In early 2012, Avantair was the darling of the charter plane industry and Tampa Bay business executives, a publicly traded company with a fleet of 56 executive airplanes and hundreds of employees based at St. Pete-Clearwater International Airport.
That's all gone now — Avantair collapsed in 2013, a year after federal investigators began looking into why one of its planes flew without a critical piece of its tail. Shoddy maintenance was ultimately to blame. Workers were furloughed, planes grounded, lawsuits filed and customers left out to dry.
Now a new chapter for Avantair has opened in federal court:
David Esteves, 52, a former director of maintenance at the defunct company, pleaded guilty on Friday to charges that he tampered with evidence. He was charged with interfering with National Transportation Safety Board and Federal Aviation Administration investigators looking into what led an Avantair plane's left tail elevator to fall off unexpectedly in 2012.
While no one else has been charged in this case, federal documents note that Esteves was acting at the suggestion of his superiors at Avantair. Amy Filjones, spokeswoman for the U.S. Attorney's Office in Tampa, said the federal investigation is ongoing. Esteves' lawyer, Scott Robbins, said in court Friday that Esteves was cooperating with authorities.
Before it failed, Avantair allowed wealthy individuals and companies to buy shares of each plane. They could schedule private flights on demand.
"As quickly as it was a good company, it was a bad debt," said financial adviser Neil Kishter, who was owed $100,000 in private flight time when the company went into bankruptcy.
According to federal records, the charges stem from Esteves asking a maintenance contractor in Las Vegas to cover up evidence after Avantair pilots landed at an executive airport in a Vegas suburb on July 28, 2012, only to discover their plane was badly damaged.

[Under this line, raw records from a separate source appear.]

use serde::{Deserialize, Serialize};

/// Main configuration structure for Tasklane
#[derive(Debug, Clone, Default, Serialize, Deserialize)]
#[serde(rename_all = "snake_case")]
pub struct Config {
    /// HTTP server configuration
    #[serde(default)]
    pub server: ServerConfig,

    /// Database configuration
    #[serde(default)]
    pub database: DatabaseConfig,

    /// Cache layer configuration
    #[serde(default)]
    pub cache: CacheConfig,

    /// Authentication configuration
    #[serde(default)]
    pub auth: AuthConfig,

    /// Logging configuration
    #[serde(default)]
    pub logging: LoggingConfig,
}

/// HTTP server configuration
#[derive(Debug, Clone, Serialize, Deserialize)]
#[serde(rename_all = "snake_case")]
pub struct ServerConfig {
    /// Host to bind to
    #[serde(default = "default_host")]
    pub host: String,

    /// Port to listen on
    #[serde(default = "default_port")]
    pub port: u16,

    /// Whether to install a permissive CORS layer
    #[serde(default = "default_true")]
    pub enable_cors: bool,
}

fn default_host() -> String {
    "127.0.0.1".to_string()
}

const fn default_port() -> u16 {
    3000
}

const fn default_true() -> bool {
    true
}

impl Default for ServerConfig {
    fn default() -> Self {
        Self {
            host: default_host(),
            port: default_port(),
            enable_cors: default_true(),
        }
    }
}

/// Database configuration
#[derive(Debug, Clone, Serialize, Deserialize)]
#[serde(rename_all = "snake_case")]
pub struct DatabaseConfig {
    /// Path to `SQLite` database file
    #[serde(default = "default_database_path")]
    pub path: String,

    /// Maximum number of database connections in pool
    #[serde(default = "default_max_connections")]
    pub max_connections: u32,
}

fn default_database_path() -> String {
    ".tasklane/tasklane.db".to_string()
}

const fn default_max_connections() -> u32 {
    10
}

impl DatabaseConfig {
    /// `sqlx` connection URL for the configured path.
    pub fn url(&self) -> String {
        if self.path.starts_with("sqlite:") {
            self.path.clone()
        } else {
            format!("sqlite:{}", self.path)
        }
    }
}

impl Default for DatabaseConfig {
    fn default() -> Self {
        Self {
            path: default_database_path(),
            max_connections: default_max_connections(),
        }
    }
}

/// Which cache adapter backs the task cache.
#[derive(Debug, Clone, Copy, PartialEq, Eq, Default, Serialize, Deserialize)]
#[serde(rename_all = "lowercase")]
pub enum CacheBackend {
    /// In-process moka cache
    #[default]
    Memory,
    /// Shared Redis server
    Redis,
}

/// Cache layer configuration
#[derive(Debug, Clone, Serialize, Deserialize)]
#[serde(rename_all = "snake_case")]
pub struct CacheConfig {
    /// Cache adapter
    #[serde(default)]
    pub backend: CacheBackend,

    /// Redis connection URL, required for the redis backend
    #[serde(default)]
    pub redis_url: Option<String>,

    /// Time-to-live applied to every cache entry
    #[serde(default = "default_ttl_secs")]
    pub ttl_secs: u64,

    /// Maximum entries held by the in-process cache
    #[serde(default = "default_max_capacity")]
    pub max_capacity: u64,
}

const fn default_ttl_secs() -> u64 {
    300
}

const fn default_max_capacity() -> u64 {
    10_000
}

impl Default for CacheConfig {
    fn default() -> Self {
        Self {
            backend: CacheBackend::default(),
            redis_url: None,
            ttl_secs: default_ttl_secs(),
            max_capacity: default_max_capacity(),
        }
    }
}

/// Authentication configuration
#[derive(Debug, Clone, Serialize, Deserialize)]
#[serde(rename_all = "snake_case")]
pub struct AuthConfig {
    /// HMAC secret used to sign bearer tokens
    #[serde(default)]
    pub jwt_secret: String,

    /// Lifetime of an issued token
    #[serde(default = "default_token_ttl_secs")]
    pub token_ttl_secs: u64,
}

const fn default_token_ttl_secs() -> u64 {
    24 * 60 * 60
}

impl Default for AuthConfig {
    fn default() -> Self {
        Self {
            jwt_secret: String::new(),
            token_ttl_secs: default_token_ttl_secs(),
        }
    }
}

/// Logging configuration
#[derive(Debug, Clone, Serialize, Deserialize)]
#[serde(rename_all = "snake_case")]
pub struct LoggingConfig {
    /// Log level: trace, debug, info, warn, error
    #[serde(default = "default_log_level")]
    pub level: String,

    /// Log format: json or pretty
    #[serde(default = "default_log_format")]
    pub format: String,

    /// Directory for rolling log files; stdout only when unset
    #[serde(default)]
    pub log_dir: Option<String>,

    /// Enable stdout logging
    #[serde(default = "default_true")]
    pub enable_stdout: bool,

    /// File rotation: daily, hourly or never
    #[serde(default = "default_rotation")]
    pub rotation: String,
}

fn default_log_level() -> String {
    "info".to_string()
}

fn default_log_format() -> String {
    "json".to_string()
}

fn default_rotation() -> String {
    "daily".to_string()
}

impl Default for LoggingConfig {
    fn default() -> Self {
        Self {
            level: default_log_level(),
            format: default_log_format(),
            log_dir: None,
            enable_stdout: default_true(),
            rotation: default_rotation(),
        }
    }
}

#[cfg(test)]
mod tests {
    use super::*;

    #[test]
    fn test_defaults() {
        let config = Config::default();
        assert_eq!(config.server.port, 3000);
        assert_eq!(config.cache.ttl_secs, 300);
        assert_eq!(config.cache.backend, CacheBackend::Memory);
        assert_eq!(config.auth.token_ttl_secs, 86_400);
        assert_eq!(config.database.url(), "sqlite:.tasklane/tasklane.db");
    }

    #[test]
    fn test_database_url_keeps_explicit_scheme() {
        let db = DatabaseConfig {
            path: "sqlite::memory:".to_string(),
            max_connections: 1,
        };
        assert_eq!(db.url(), "sqlite::memory:");
    }
}
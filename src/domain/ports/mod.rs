//! Port trait definitions (Hexagonal Architecture)
//!
//! This module defines async trait interfaces that infrastructure adapters must implement:
//! - TaskRepository: owner-filtered task persistence
//! - UserRepository: account persistence
//! - CacheStore: expiring key-value cache in front of the task store
//!
//! These traits define the contracts that allow the domain to be independent
//! of specific infrastructure implementations.

pub mod cache_store;
pub mod task_repository;
pub mod user_repository;

pub use cache_store::CacheStore;
pub use task_repository::TaskRepository;
pub use user_repository::UserRepository;
#[cfg(all(test, feature = "database-sqlite"))]
mod tests {
    use std::collections::BTreeMap;

    use super::*;
    use crate::{
        crypto::{AesGcmCipher, testing::test_key},
        db::tests::harness::{create_sqlite_db, retention_release},
        models::UpdateOrgPluginConfig,
        scheduler::memory::InMemoryScriptService,
        services::RetentionPluginService,
    };

    const PLUGIN: &str = "otel";

    struct Fixture {
        scripts: RetentionScriptService,
        plugins: RetentionPluginService,
        scheduler: Arc<InMemoryScriptService>,
        credential: CallerCredential,
        org_id: Uuid,
        preset_id: Uuid,
    }

    impl Fixture {
        /// Plugin enabled at 1.0.0 with one preset script.
        async fn new() -> Self {
            let db = Arc::new(create_sqlite_db().await);
            let scheduler = Arc::new(InMemoryScriptService::new());
            let cipher: Arc<dyn FieldCipher> = Arc::new(AesGcmCipher::new(test_key()));
            let sync = ScriptSynchronizer::new(scheduler.clone());
            let plugins = RetentionPluginService::new(db.clone(), sync.clone(), cipher.clone());
            let scripts = RetentionScriptService::new(db, sync, cipher);

            plugins
                .publish_release(&retention_release(PLUGIN, "1.0.0"))
                .await
                .unwrap();
            let credential = CallerCredential::new("user-token");
            let org_id = Uuid::new_v4();
            let outcome = plugins
                .update_org_config(
                    &credential,
                    org_id,
                    PLUGIN,
                    UpdateOrgPluginConfig {
                        enabled: Some(true),
                        version: Some("1.0.0".into()),
                        configurations: Some(BTreeMap::from([(
                            "API_KEY".into(),
                            "secret".into(),
                        )])),
                        ..Default::default()
                    },
                )
                .await
                .unwrap();

            Self {
                scripts,
                plugins,
                scheduler,
                credential,
                org_id,
                preset_id: outcome.created_scripts[0],
            }
        }

        fn create_input(&self, name: &str) -> CreateRetentionScript {
            CreateRetentionScript {
                plugin_id: PLUGIN.into(),
                script_name: name.into(),
                description: "custom export".into(),
                contents: "import px\npx.display(px.DataFrame('http_events'))".into(),
                cluster_ids: vec![Uuid::new_v4()],
                frequency_s: 300,
                export_url: None,
            }
        }

        async fn create(&self, input: CreateRetentionScript) -> RetentionResult<RetentionScriptView> {
            self.scripts
                .create_script(&self.credential, self.org_id, input)
                .await
        }

        fn remote_url(&self, script_id: Uuid) -> String {
            let configs = self.scheduler.script(script_id).unwrap().configs;
            let doc: serde_json::Value = serde_json::from_str(&configs).unwrap();
            doc["otelEndpointConfig"]["url"].as_str().unwrap().to_string()
        }
    }

    #[tokio::test]
    async fn test_create_and_list_scripts() {
        let f = Fixture::new().await;
        let input = f.create_input("http");
        let clusters = input.cluster_ids.clone();
        let view = f.create(input).await.unwrap();
        assert!(!view.script.is_preset);
        assert_eq!(view.frequency_s, 300);

        let remote = f.scheduler.script(view.script.script_id).unwrap();
        assert_eq!(remote.cluster_ids, clusters);
        assert_eq!(f.remote_url(view.script.script_id), "https://otel.example.com/1.0.0");

        let listed = f
            .scripts
            .list_scripts(&f.credential, f.org_id)
            .await
            .unwrap();
        assert_eq!(listed.len(), 2);
        let custom = listed
            .iter()
            .find(|s| s.script.script_id == view.script.script_id)
            .unwrap();
        assert_eq!(custom.frequency_s, 300);
        assert!(custom.enabled);
        assert_eq!(custom.cluster_ids, clusters);
        assert!(listed.iter().any(|s| s.script.script_id == f.preset_id && s.script.is_preset));
    }

    #[tokio::test]
    async fn test_list_scripts_missing_remote_is_disabled() {
        let f = Fixture::new().await;
        f.scheduler.remove(f.preset_id);

        let listed = f
            .scripts
            .list_scripts(&f.credential, f.org_id)
            .await
            .unwrap();
        assert_eq!(listed.len(), 1);
        assert!(!listed[0].enabled);
        assert_eq!(listed[0].frequency_s, 0);
    }

    #[tokio::test]
    async fn test_list_scripts_for_org_without_scripts_skips_scheduler() {
        let f = Fixture::new().await;
        let before = f.scheduler.credentials_seen().len();
        let listed = f
            .scripts
            .list_scripts(&f.credential, Uuid::new_v4())
            .await
            .unwrap();
        assert!(listed.is_empty());
        assert_eq!(f.scheduler.credentials_seen().len(), before);
    }

    #[tokio::test]
    async fn test_create_requires_enabled_plugin() {
        let f = Fixture::new().await;
        let mut input = f.create_input("http");
        input.plugin_id = "other".into();

        let result = f.create(input).await;
        assert!(matches!(result, Err(RetentionError::NotFound(msg)) if msg == "plugin is not enabled"));
        assert_eq!(f.scheduler.script_count(), 1);
    }

    #[tokio::test]
    async fn test_create_failure_leaves_nothing_behind() {
        let f = Fixture::new().await;
        f.scheduler.fail_creates_after(0);

        let result = f.create(f.create_input("http")).await;
        assert!(matches!(result, Err(RetentionError::Internal(_))));
        assert_eq!(f.scheduler.script_count(), 1);
        let listed = f
            .scripts
            .list_scripts(&f.credential, f.org_id)
            .await
            .unwrap();
        assert_eq!(listed.len(), 1);
    }

    #[tokio::test]
    async fn test_get_script_resolves_effective_url() {
        let f = Fixture::new().await;
        let mut input = f.create_input("http");
        input.export_url = Some("https://script.example.com".into());
        let id = f.create(input).await.unwrap().script.script_id;

        let detail = f
            .scripts
            .get_script(&f.credential, f.org_id, id)
            .await
            .unwrap();
        assert_eq!(detail.effective_export_url, "https://script.example.com");
        assert_eq!(
            detail.view.script.export_url.as_deref(),
            Some("https://script.example.com")
        );
        assert!(detail.contents.starts_with("import px"));
        assert_eq!(f.remote_url(id), "https://script.example.com");

        // Organization override takes precedence over the script's own
        f.plugins
            .update_org_config(
                &f.credential,
                f.org_id,
                PLUGIN,
                UpdateOrgPluginConfig {
                    custom_export_url: Some("https://org.example.com".into()),
                    ..Default::default()
                },
            )
            .await
            .unwrap();
        let detail = f
            .scripts
            .get_script(&f.credential, f.org_id, id)
            .await
            .unwrap();
        assert_eq!(detail.effective_export_url, "https://org.example.com");
        assert_eq!(f.remote_url(id), "https://org.example.com");
    }

    #[tokio::test]
    async fn test_get_script_of_other_org_is_not_found() {
        let f = Fixture::new().await;
        let result = f
            .scripts
            .get_script(&f.credential, Uuid::new_v4(), f.preset_id)
            .await;
        assert!(matches!(result, Err(RetentionError::NotFound(_))));
    }

    #[tokio::test]
    async fn test_update_custom_script() {
        let f = Fixture::new().await;
        let id = f.create(f.create_input("http")).await.unwrap().script.script_id;

        let updated = f
            .scripts
            .update_script(
                &f.credential,
                f.org_id,
                id,
                UpdateRetentionScript {
                    script_name: Some("renamed".into()),
                    export_url: Some("https://script.example.com".into()),
                    frequency_s: Some(900),
                    enabled: Some(false),
                    ..Default::default()
                },
            )
            .await
            .unwrap();
        assert_eq!(updated.script_name, "renamed");
        assert_eq!(updated.description, "custom export");

        let remote = f.scheduler.script(id).unwrap();
        assert_eq!(remote.frequency_s, 900);
        assert!(!remote.enabled);
        assert_eq!(f.remote_url(id), "https://script.example.com");

        // Clearing the override falls back to the release default
        f.scripts
            .update_script(
                &f.credential,
                f.org_id,
                id,
                UpdateRetentionScript {
                    export_url: Some(String::new()),
                    ..Default::default()
                },
            )
            .await
            .unwrap();
        assert_eq!(f.remote_url(id), "https://otel.example.com/1.0.0");
    }

    #[tokio::test]
    async fn test_update_preset_allows_schedule_only() {
        let f = Fixture::new().await;

        let result = f
            .scripts
            .update_script(
                &f.credential,
                f.org_id,
                f.preset_id,
                UpdateRetentionScript {
                    script_name: Some("renamed".into()),
                    ..Default::default()
                },
            )
            .await;
        assert!(matches!(result, Err(RetentionError::InvalidArgument(_))));

        f.scripts
            .update_script(
                &f.credential,
                f.org_id,
                f.preset_id,
                UpdateRetentionScript {
                    frequency_s: Some(30),
                    ..Default::default()
                },
            )
            .await
            .unwrap();
        assert_eq!(f.scheduler.script(f.preset_id).unwrap().frequency_s, 30);
    }

    #[tokio::test]
    async fn test_update_script_of_other_org_is_unauthorized() {
        let f = Fixture::new().await;
        let result = f
            .scripts
            .update_script(
                &f.credential,
                Uuid::new_v4(),
                f.preset_id,
                UpdateRetentionScript {
                    frequency_s: Some(30),
                    ..Default::default()
                },
            )
            .await;
        assert!(matches!(result, Err(RetentionError::Unauthorized(_))));
        assert_eq!(f.scheduler.script(f.preset_id).unwrap().frequency_s, 60);
    }

    #[tokio::test]
    async fn test_failed_remote_update_rolls_back_local_change() {
        let f = Fixture::new().await;
        let id = f.create(f.create_input("http")).await.unwrap().script.script_id;
        f.scheduler.fail_updates_for(id);

        let result = f
            .scripts
            .update_script(
                &f.credential,
                f.org_id,
                id,
                UpdateRetentionScript {
                    script_name: Some("renamed".into()),
                    ..Default::default()
                },
            )
            .await;
        assert!(matches!(result, Err(RetentionError::Internal(_))));

        let detail = f
            .scripts
            .get_script(&f.credential, f.org_id, id)
            .await
            .unwrap();
        assert_eq!(detail.view.script.script_name, "http");
    }

    #[tokio::test]
    async fn test_update_missing_script_is_not_found() {
        let f = Fixture::new().await;
        let result = f
            .scripts
            .update_script(
                &f.credential,
                f.org_id,
                Uuid::new_v4(),
                UpdateRetentionScript::default(),
            )
            .await;
        assert!(matches!(result, Err(RetentionError::NotFound(_))));
    }

    #[tokio::test]
    async fn test_delete_custom_script() {
        let f = Fixture::new().await;
        let id = f.create(f.create_input("http")).await.unwrap().script.script_id;

        f.scripts
            .delete_script(&f.credential, f.org_id, id)
            .await
            .unwrap();
        assert!(f.scheduler.script(id).is_none());
        assert!(matches!(
            f.scripts.get_script(&f.credential, f.org_id, id).await,
            Err(RetentionError::NotFound(_))
        ));
    }

    #[tokio::test]
    async fn test_delete_preset_is_rejected() {
        let f = Fixture::new().await;

        let result = f
            .scripts
            .delete_script(&f.credential, f.org_id, f.preset_id)
            .await;
        assert!(matches!(result, Err(RetentionError::InvalidArgument(_))));

        let result = f
            .scripts
            .delete_script(&f.credential, Uuid::new_v4(), f.preset_id)
            .await;
        assert!(result.is_err());
        assert!(f.scheduler.script(f.preset_id).is_some());
    }

    #[tokio::test]
    async fn test_delete_script_of_other_org_is_rejected() {
        let f = Fixture::new().await;
        let id = f.create(f.create_input("http")).await.unwrap().script.script_id;

        let result = f
            .scripts
            .delete_script(&f.credential, Uuid::new_v4(), id)
            .await;
        assert!(matches!(result, Err(RetentionError::NotFound(_))));
        assert!(f.scheduler.script(id).is_some());
        assert!(
            f.scripts
                .get_script(&f.credential, f.org_id, id)
                .await
                .is_ok()
        );
    }

    #[tokio::test]
    async fn test_failed_remote_delete_keeps_local_row() {
        let f = Fixture::new().await;
        let id = f.create(f.create_input("http")).await.unwrap().script.script_id;
        f.scheduler.fail_deletes(true);

        let result = f.scripts.delete_script(&f.credential, f.org_id, id).await;
        assert!(matches!(result, Err(RetentionError::Internal(_))));
        f.scheduler.fail_deletes(false);
        assert!(
            f.scripts
                .get_script(&f.credential, f.org_id, id)
                .await
                .is_ok()
        );
    }
}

The pilots, speaking in the cockpit after a difficult landing, noted the unusual feel of the plane as they came in to the runway. It was soon revealed that the plane's left tail elevator, which allows the plane to pitch up and down, was nowhere to be found.
According to a statement by Leslie "Lefty" Kenyon, an aviation maintenance contractor, Avantair's maintenance dispatcher asked him to evaluate the damage and send him pictures.
After examining the plane's tail, Kenyon found that a nut on the right elevator was on the verge of falling off. The dispatcher asked him to tighten them. Kenyon refused — in those situations, planes are supposed to be quarantined for federal investigators.
A few days later, Esteves asked Kenyon to remove the right elevator and ship it to Clearwater. He also told him to run the aircraft for 30 to 45 minutes, Kenyon said in his statement to the NTSB. Kenyon said Esteves told him that would have wiped clean the data recorded by the plane's cockpit recording device. Kenyon refused.
The next week, Mark Keefer, an FAA safety inspector in Tampa, went to company headquarters to interview Esteves. According to the inspector, Esteves said he had difficulty remembering the details of his conversations with the contractor in Nevada.
Esteves, after conversations with a company vice president, eventually asked Keefer to give him the questions in writing.
Months later, Avantair voluntarily grounded its whole fleet for October 2012.
The picture worsened the next year. The FAA found the company wasn't properly tracking parts that due to safety regulations could only be flown on a certain number of flights before being replaced.
The fleet was grounded again, and employees were furloughed. Creditors moved swiftly to force the company into bankruptcy soon after in July 2013.
Owners scrambled to find their planes. Nine were found in a hangar Avantair rented at Dallas Love Field in Texas. According to owners, Avantair had cannibalized a good portion of them to keep other planes running. Engines were missing, and there was no record of how the planes had even ended up there.
Owners of those "donor planes" that were used for parts discovered at the bankruptcy in 2014 that they would lose much of the hundreds of thousands of dollars they had spent on the partial ownership of their planes.
The bankruptcy case eventually made it to the 11th Circuit Court of Appeals, which finally ruled in early 2016 that owners of dismantled planes would have to deal with what they had bought.
"When you start to get people who get behind financially in aviation, they just start to cut corners," said Don Andersen, who represented a private prison corporation that had partial ownership of three Avantair planes, one of which he said was in particularly bad shape.
A U.S. magistrate judge did not set a sentencing date for Esteves, who was released on his own recognizance. In court, his lawyer said it was difficult to say whether his client would face prison time.